Chapter 4 What is R and why use it?
[these notes are from a lecture and have not been re-written much yet]
R is a powerful piece of software used for data science and data analysis. In this chapter I will briefly introduce the advantages of using R, why you might want to learn it, and also indicate some alternatives and adjuncts you could consider.
4.1 How do we typically use software in science?
Most scientists rely on both general and specialized pieces of software for various parts of their work. For data entry they likely use spreadsheet software Excel, though increasingly Google Sheets. For data analysis they might use one of many options, such as GraphPad Prism, Minitab, SAS, SPSS, or STATA. For making plots, many people will export their export their results back to Excel, while others use specialized software like SigmaPlot. Many scientists also use specialized programs; in ecology many researchers do GIS in ArcGIS or QGIS, mark-recapture analysis in Program MARK or Distance, use RAMAS or Vortex for population viability analysis, or build custom mathematical programs in MatLab or Python. If they do multivariate statistics like [ordination](https://en.wikipedia.org/wiki/Ordination_(statistics) the may use a specialized stats program like PC-ORD.
Since software can be expensive, some scientists will rely on Excel for all of their work. Excel can do many things, but it can’t do everything all the specialized types of software can do. Moreover, its very limited in the range of statistics it can do and graphs it can make.
4.2 What does R do?
R is amazing because it has been explicitly developed to do several things very well, particularly statistics, math, making great-looking figures, and writing computer programs to automate these tasks. Additionally, R has been extended by developers to be able to be a powerful tool for data cleaning and organization, to be used as a GIS, and as an integrated word processor and website make for publishing work.
4.3 Why use R
In addition to is many capabilities, R has the advantage this it is
- free anyone, always
- used by statisticians to develop new statistical techniques, so new techniques often come out 1st in R
- used by almost all ecological statisticians to develop new techniques (mark recapture, distance sampling)
4.4 Who uses it?
R continues to increase in popularity. Among data scientists it is second only to Python. Among academics it has eclipsed SAS in many fields. It is also used by analyses in many large companies, such Facebook, and by journalists looking for stories in or reporting on large volumes of data
see http://blog.revolutionanalytics.com/2014/05/companies-using-r-in-2014.html for further discussion.

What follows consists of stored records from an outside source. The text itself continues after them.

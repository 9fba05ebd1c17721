//! Gateway Contract
//!
//! Interface of the remote service. Implementation is in infrastructure layer.

use kernel::error::app_error::AppResult;
use platform::secret::SecretToken;

use crate::dto::{
    CollectionEntryDto, CollectionFilter, CollectionStatsResponse, CollectionValueResponse,
    ConfirmRequest, DiscoveryResponse, MessageResponse, RegisterRequest, TokenRequest,
    TokenResponse, UploadRequest, UploadResponse,
};

/// Remote service gateway trait
///
/// Stateless: gated calls receive the bearer token as an argument and attach
/// it verbatim.
#[trait_variant::make(RemoteGateway: Send)]
pub trait LocalRemoteGateway {
    /// `GET /` - capability discovery
    async fn discover(&self) -> AppResult<DiscoveryResponse>;

    /// `POST /register` - create an account (does not authenticate)
    async fn register(&self, request: &RegisterRequest) -> AppResult<MessageResponse>;

    /// `POST /token` - exchange credentials for a bearer token
    async fn authenticate(&self, request: &TokenRequest) -> AppResult<TokenResponse>;

    /// `POST /upload` - submit the front/back images for recognition
    async fn submit_images(
        &self,
        token: &SecretToken,
        request: &UploadRequest,
    ) -> AppResult<UploadResponse>;

    /// `POST /confirm` - persist a draft into the collection
    ///
    /// Not idempotent: never retry without the user asking for it.
    async fn confirm_draft(
        &self,
        token: &SecretToken,
        request: &ConfirmRequest,
    ) -> AppResult<MessageResponse>;

    /// `GET /collection/list` - persisted entries matching a filter
    async fn list_collection(
        &self,
        token: &SecretToken,
        filter: &CollectionFilter,
    ) -> AppResult<Vec<CollectionEntryDto>>;

    /// `GET /collection/value` - total value of the collection
    async fn collection_value(&self, token: &SecretToken) -> AppResult<CollectionValueResponse>;

    /// `GET /collection/stats` - aggregate statistics
    async fn collection_stats(&self, token: &SecretToken) -> AppResult<CollectionStatsResponse>;
}
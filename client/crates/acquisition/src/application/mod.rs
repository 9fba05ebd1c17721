//! Application Layer
//!
//! The workflow state machine and the per-session context driving it.

pub mod context;
pub mod workflow;

// Re-exports
pub use context::SessionContext;
pub use workflow::{AcquisitionWorkflow, PendingConfirm, PendingSubmit};
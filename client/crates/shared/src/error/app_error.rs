//! Application Error - Unified error type for the client
//!
//! Defines [`AppError`] struct and [`AppResult<T>`] type alias.

use std::borrow::Cow;
use std::error::Error;
use std::fmt;

use super::kind::ErrorKind;

/// Application-wide error
///
/// The error type passed across crate boundaries.
/// The remote gateway returns its normalized errors as this type.
///
/// ## Fields
/// * `kind` - error category
/// * `message` - display message (the service `detail`, or the transport error text)
/// * `action` - what the user should do next (optional)
/// * `source` - underlying error (optional, for debugging)
///
/// ## Examples
/// ```rust
/// use kernel::error::{app_error::AppError, kind::ErrorKind};
///
/// // plain
/// let err = AppError::new(ErrorKind::Validation, "Email déjà utilisé");
///
/// // with an action
/// let err = AppError::auth("Identifiants invalides")
///     .with_action("Check your email and password");
/// ```
pub struct AppError {
    /// Category
    kind: ErrorKind,
    /// Display message
    message: Cow<'static, str>,
    /// Suggested user action
    action: Option<Cow<'static, str>>,
    /// Underlying error
    source: Option<Box<dyn Error + Send + Sync + 'static>>,
}

/// Application result alias
///
/// Shorthand for `Result<T, AppError>`.
///
/// ## Examples
/// ```rust
/// use kernel::error::app_error::{AppError, AppResult};
///
/// fn parse_index(raw: &str) -> AppResult<usize> {
///     raw.parse().map_err(|_| AppError::validation("Not an index"))
/// }
/// ```
pub type AppResult<T> = Result<T, AppError>;

impl AppError {
    // ========================================================================
    // Constructors
    // ========================================================================

    /// Create an error
    ///
    /// ## Arguments
    /// * `kind` - category
    /// * `message` - display message
    #[inline]
    pub fn new(kind: ErrorKind, message: impl Into<Cow<'static, str>>) -> Self {
        Self {
            kind,
            message: message.into(),
            action: None,
            source: None,
        }
    }

    // ========================================================================
    // Convenience constructors
    // ========================================================================

    /// Transport failure
    #[inline]
    pub fn network(message: impl Into<Cow<'static, str>>) -> Self {
        Self::new(ErrorKind::Network, message)
    }

    /// Rejected credentials (401/403)
    #[inline]
    pub fn auth(message: impl Into<Cow<'static, str>>) -> Self {
        Self::new(ErrorKind::Auth, message)
    }

    /// Invalid input
    #[inline]
    pub fn validation(message: impl Into<Cow<'static, str>>) -> Self {
        Self::new(ErrorKind::Validation, message)
    }

    /// Server failure or unexpected payload
    #[inline]
    pub fn server(message: impl Into<Cow<'static, str>>) -> Self {
        Self::new(ErrorKind::Server, message)
    }

    /// No credential held
    #[inline]
    pub fn unauthenticated(message: impl Into<Cow<'static, str>>) -> Self {
        Self::new(ErrorKind::Unauthenticated, message)
    }

    // ========================================================================
    // Builder methods
    // ========================================================================

    /// Attach a user action
    ///
    /// ## Examples
    /// ```rust
    /// use kernel::error::app_error::AppError;
    /// let err = AppError::unauthenticated("No credential")
    ///     .with_action("Log in first");
    /// assert_eq!(err.action(), Some("Log in first"));
    /// ```
    #[inline]
    pub fn with_action(mut self, action: impl Into<Cow<'static, str>>) -> Self {
        self.action = Some(action.into());
        self
    }

    /// Attach the underlying error
    ///
    /// ## Examples
    /// ```rust
    /// use kernel::error::app_error::{AppError, AppResult};
    ///
    /// fn read_image() -> AppResult<Vec<u8>> {
    ///     std::fs::read("front.jpg")
    ///         .map_err(|e| AppError::validation("Cannot read image").with_source(e))
    /// }
    /// ```
    #[inline]
    pub fn with_source<E>(mut self, source: E) -> Self
    where
        E: Error + Send + Sync + 'static,
    {
        self.source = Some(Box::new(source));
        self
    }

    // ========================================================================
    // Accessors
    // ========================================================================

    /// Error category
    #[inline]
    pub fn kind(&self) -> ErrorKind {
        self.kind
    }

    /// Display message
    #[inline]
    pub fn message(&self) -> &str {
        &self.message
    }

    /// Suggested user action, if any
    #[inline]
    pub fn action(&self) -> Option<&str> {
        self.action.as_deref()
    }

    /// Whether retrying by hand can help
    #[inline]
    pub fn is_retryable(&self) -> bool {
        self.kind.is_retryable()
    }

    /// Whether the user must log in again
    #[inline]
    pub fn requires_login(&self) -> bool {
        self.kind.requires_login()
    }
}

impl fmt::Debug for AppError {
    fn fmt(&self, f: &mut fmt::Formatter<'_>) -> fmt::Result {
        let mut builder = f.debug_struct("AppError");
        builder.field("kind", &self.kind);
        builder.field("message", &self.message);
        if let Some(action) = &self.action {
            builder.field("action", action);
        }
        if let Some(source) = &self.source {
            builder.field("source", source);
        }
        builder.finish()
    }
}

impl fmt::Display for AppError {
    fn fmt(&self, f: &mut fmt::Formatter<'_>) -> fmt::Result {
        write!(f, "[{}] {}", self.kind, self.message)?;
        if let Some(action) = &self.action {
            write!(f, " (Action: {})", action)?;
        }
        Ok(())
    }
}

impl Error for AppError {
    fn source(&self) -> Option<&(dyn Error + 'static)> {
        self.source
            .as_ref()
            .map(|e| e.as_ref() as &(dyn Error + 'static))
    }
}
//! Domain Value Objects
//!
//! Closed vocabularies of the acquisition domain.

use std::fmt;
use std::str::FromStr;

use crate::error::{AcquisitionError, AcquisitionResult};

/// One side of a photographed card
#[derive(Debug, Clone, Copy, PartialEq, Eq, Hash)]
pub enum ImageSide {
    /// `recto` on the wire
    Front,
    /// `verso` on the wire
    Back,
}

impl ImageSide {
    pub const fn as_str(&self) -> &'static str {
        match self {
            ImageSide::Front => "front",
            ImageSide::Back => "back",
        }
    }
}

impl fmt::Display for ImageSide {
    fn fmt(&self, f: &mut fmt::Formatter<'_>) -> fmt::Result {
        f.write_str(self.as_str())
    }
}

/// Physical print variant of a card
#[derive(Debug, Clone, Copy, PartialEq, Eq, Hash, Default)]
pub enum Finish {
    #[default]
    Normal,
    Holo,
    Reverse,
}

impl Finish {
    pub const ALL: [Finish; 3] = [Finish::Normal, Finish::Holo, Finish::Reverse];

    /// Wire value
    pub const fn as_str(&self) -> &'static str {
        match self {
            Finish::Normal => "Normal",
            Finish::Holo => "Holo",
            Finish::Reverse => "Reverse",
        }
    }
}

impl fmt::Display for Finish {
    fn fmt(&self, f: &mut fmt::Formatter<'_>) -> fmt::Result {
        f.write_str(self.as_str())
    }
}

impl FromStr for Finish {
    type Err = AcquisitionError;

    /// Case-insensitive match on the three names
    fn from_str(s: &str) -> Result<Self, Self::Err> {
        let trimmed = s.trim();
        Finish::ALL
            .into_iter()
            .find(|finish| finish.as_str().eq_ignore_ascii_case(trimmed))
            .ok_or_else(|| AcquisitionError::InvalidFinish {
                value: s.to_string(),
            })
    }
}

/// Editable draft field
#[derive(Debug, Clone, Copy, PartialEq, Eq, Hash)]
pub enum DraftField {
    Name,
    SetName,
    Number,
    Rarity,
    Price,
    Image,
    Finish,
}

impl DraftField {
    /// Resolve a field name: the wire names plus a few aliases
    pub fn parse(key: &str) -> AcquisitionResult<Self> {
        let field = match key.trim() {
            "name" => DraftField::Name,
            "set_name" | "set" | "setName" => DraftField::SetName,
            "number" => DraftField::Number,
            "rarity" => DraftField::Rarity,
            "price" => DraftField::Price,
            "image" | "imageUrl" => DraftField::Image,
            "finish" => DraftField::Finish,
            _ => {
                return Err(AcquisitionError::UnknownField {
                    key: key.to_string(),
                });
            }
        };
        Ok(field)
    }

    /// Wire name
    pub const fn as_str(&self) -> &'static str {
        match self {
            DraftField::Name => "name",
            DraftField::SetName => "set_name",
            DraftField::Number => "number",
            DraftField::Rarity => "rarity",
            DraftField::Price => "price",
            DraftField::Image => "image",
            DraftField::Finish => "finish",
        }
    }
}

impl fmt::Display for DraftField {
    fn fmt(&self, f: &mut fmt::Formatter<'_>) -> fmt::Result {
        f.write_str(self.as_str())
    }
}

/// Update of exactly one draft field
#[derive(Debug, Clone, PartialEq)]
pub enum DraftPatch {
    Name(String),
    SetName(String),
    Number(String),
    Rarity(String),
    Price(f64),
    Image(String),
    Finish(Finish),
}

impl DraftPatch {
    /// Build a patch from textual input
    ///
    /// ## Errors
    /// * `UnknownField` - key is not a draft field
    /// * `InvalidPrice` - price is not a finite number
    /// * `InvalidFinish` - finish is not Normal / Holo / Reverse
    pub fn parse(key: &str, value: &str) -> AcquisitionResult<Self> {
        let patch = match DraftField::parse(key)? {
            DraftField::Name => DraftPatch::Name(value.to_string()),
            DraftField::SetName => DraftPatch::SetName(value.to_string()),
            DraftField::Number => DraftPatch::Number(value.to_string()),
            DraftField::Rarity => DraftPatch::Rarity(value.to_string()),
            DraftField::Image => DraftPatch::Image(value.to_string()),
            DraftField::Price => DraftPatch::Price(parse_price(value)?),
            DraftField::Finish => DraftPatch::Finish(value.parse()?),
        };
        Ok(patch)
    }

    pub fn field(&self) -> DraftField {
        match self {
            DraftPatch::Name(_) => DraftField::Name,
            DraftPatch::SetName(_) => DraftField::SetName,
            DraftPatch::Number(_) => DraftField::Number,
            DraftPatch::Rarity(_) => DraftField::Rarity,
            DraftPatch::Price(_) => DraftField::Price,
            DraftPatch::Image(_) => DraftField::Image,
            DraftPatch::Finish(_) => DraftField::Finish,
        }
    }
}

fn parse_price(value: &str) -> AcquisitionResult<f64> {
    let invalid = || AcquisitionError::InvalidPrice {
        value: value.to_string(),
    };
    let price: f64 = value.trim().parse().map_err(|_| invalid())?;
    if price.is_finite() { Ok(price) } else { Err(invalid()) }
}

#[cfg(test)]
mod tests {
    use super::*;

    #[test]
    fn test_finish_parse_case_insensitive() {
        assert_eq!("holo".parse::<Finish>().unwrap(), Finish::Holo);
        assert_eq!(" REVERSE ".parse::<Finish>().unwrap(), Finish::Reverse);
        assert_eq!("Normal".parse::<Finish>().unwrap(), Finish::Normal);
        assert!(matches!(
            "Gold".parse::<Finish>(),
            Err(AcquisitionError::InvalidFinish { .. })
        ));
        assert!("".parse::<Finish>().is_err());
    }

    #[test]
    fn test_finish_default() {
        assert_eq!(Finish::default(), Finish::Normal);
    }

    #[test]
    fn test_field_aliases() {
        assert_eq!(DraftField::parse("set").unwrap(), DraftField::SetName);
        assert_eq!(DraftField::parse("setName").unwrap(), DraftField::SetName);
        assert_eq!(DraftField::parse("imageUrl").unwrap(), DraftField::Image);
        assert!(matches!(
            DraftField::parse("owner"),
            Err(AcquisitionError::UnknownField { .. })
        ));
    }

    #[test]
    fn test_patch_parse_price() {
        assert_eq!(DraftPatch::parse("price", "12.5").unwrap(), DraftPatch::Price(12.5));
        assert_eq!(DraftPatch::parse("price", " 3 ").unwrap(), DraftPatch::Price(3.0));
        for bad in ["abc", "", "NaN", "inf", "1,5"] {
            assert!(
                matches!(
                    DraftPatch::parse("price", bad),
                    Err(AcquisitionError::InvalidPrice { .. })
                ),
                "{bad} should be rejected"
            );
        }
    }

    #[test]
    fn test_patch_parse_text_fields_verbatim() {
        assert_eq!(
            DraftPatch::parse("name", "Mr. Mime").unwrap(),
            DraftPatch::Name("Mr. Mime".into())
        );
        assert_eq!(
            DraftPatch::parse("rarity", "").unwrap(),
            DraftPatch::Rarity(String::new())
        );
        assert_eq!(DraftPatch::parse("finish", "holo").unwrap().field(), DraftField::Finish);
    }
}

4.5 R and computational reproducibility
One factor potentially contributing to R’s popularity, or at least a major bonus for using it, is ease of use for making analyses reproducible. All commands in R are typed out and the best way to do this is in a static script file from which you send commands to R to execute. This creates a record of your analyses. This feature is shared by other programs such as SAS and Stats, and other programming languages such as Matlab and Python. The advantage of R is that the script files are simply plain text files which anyone can open and - if they’ve downloaded R, which is free - they can run. Developers have also created numerous tools for creating reproducible analysis workflows and which allow R to be used in all data-related aspects of a project, from data cleaning to formatting journal submissions. What this means is that without become an expert programmer you can set up your work so that you can re-run all of your data cleaning, analyses, and graph building with a single command in R. This makes what you’ve done auditable, transparent, and easy to re-use for future work.
4.6 Alternatives to R
R has many advantages, but it has one critical issue: the learning curve. R is a command-line driven analysis tool, which means you type out specific commands for almost everything single thing R does. Excel is pretty user friendly, and several stats programs similarly use point-and-click interfaces, such as SPSS, JMP, and Stata SAS also requires a lot of command writing, but is generally consider more user friendly than R.
Recently, two free point-and-click statistical analysis programs have been release that are built on R but require no programming. JASP (“Just another statistics program”) has an emphasis on Bayesian statistics, particularly Bayesian hypothesis testing using Bayes factors (an approach increasing in popularity, especially in psychology, but which some Bayesians, like Andrew Gelman, disavow). While JASP is based on R, it does not currently allow access to the underlying R code.
Jamovi has a similar spirit as JASP (indeed, it was founded by developers who had worked on JASP) but is more transparent about the underlying R code being used to run the analysis.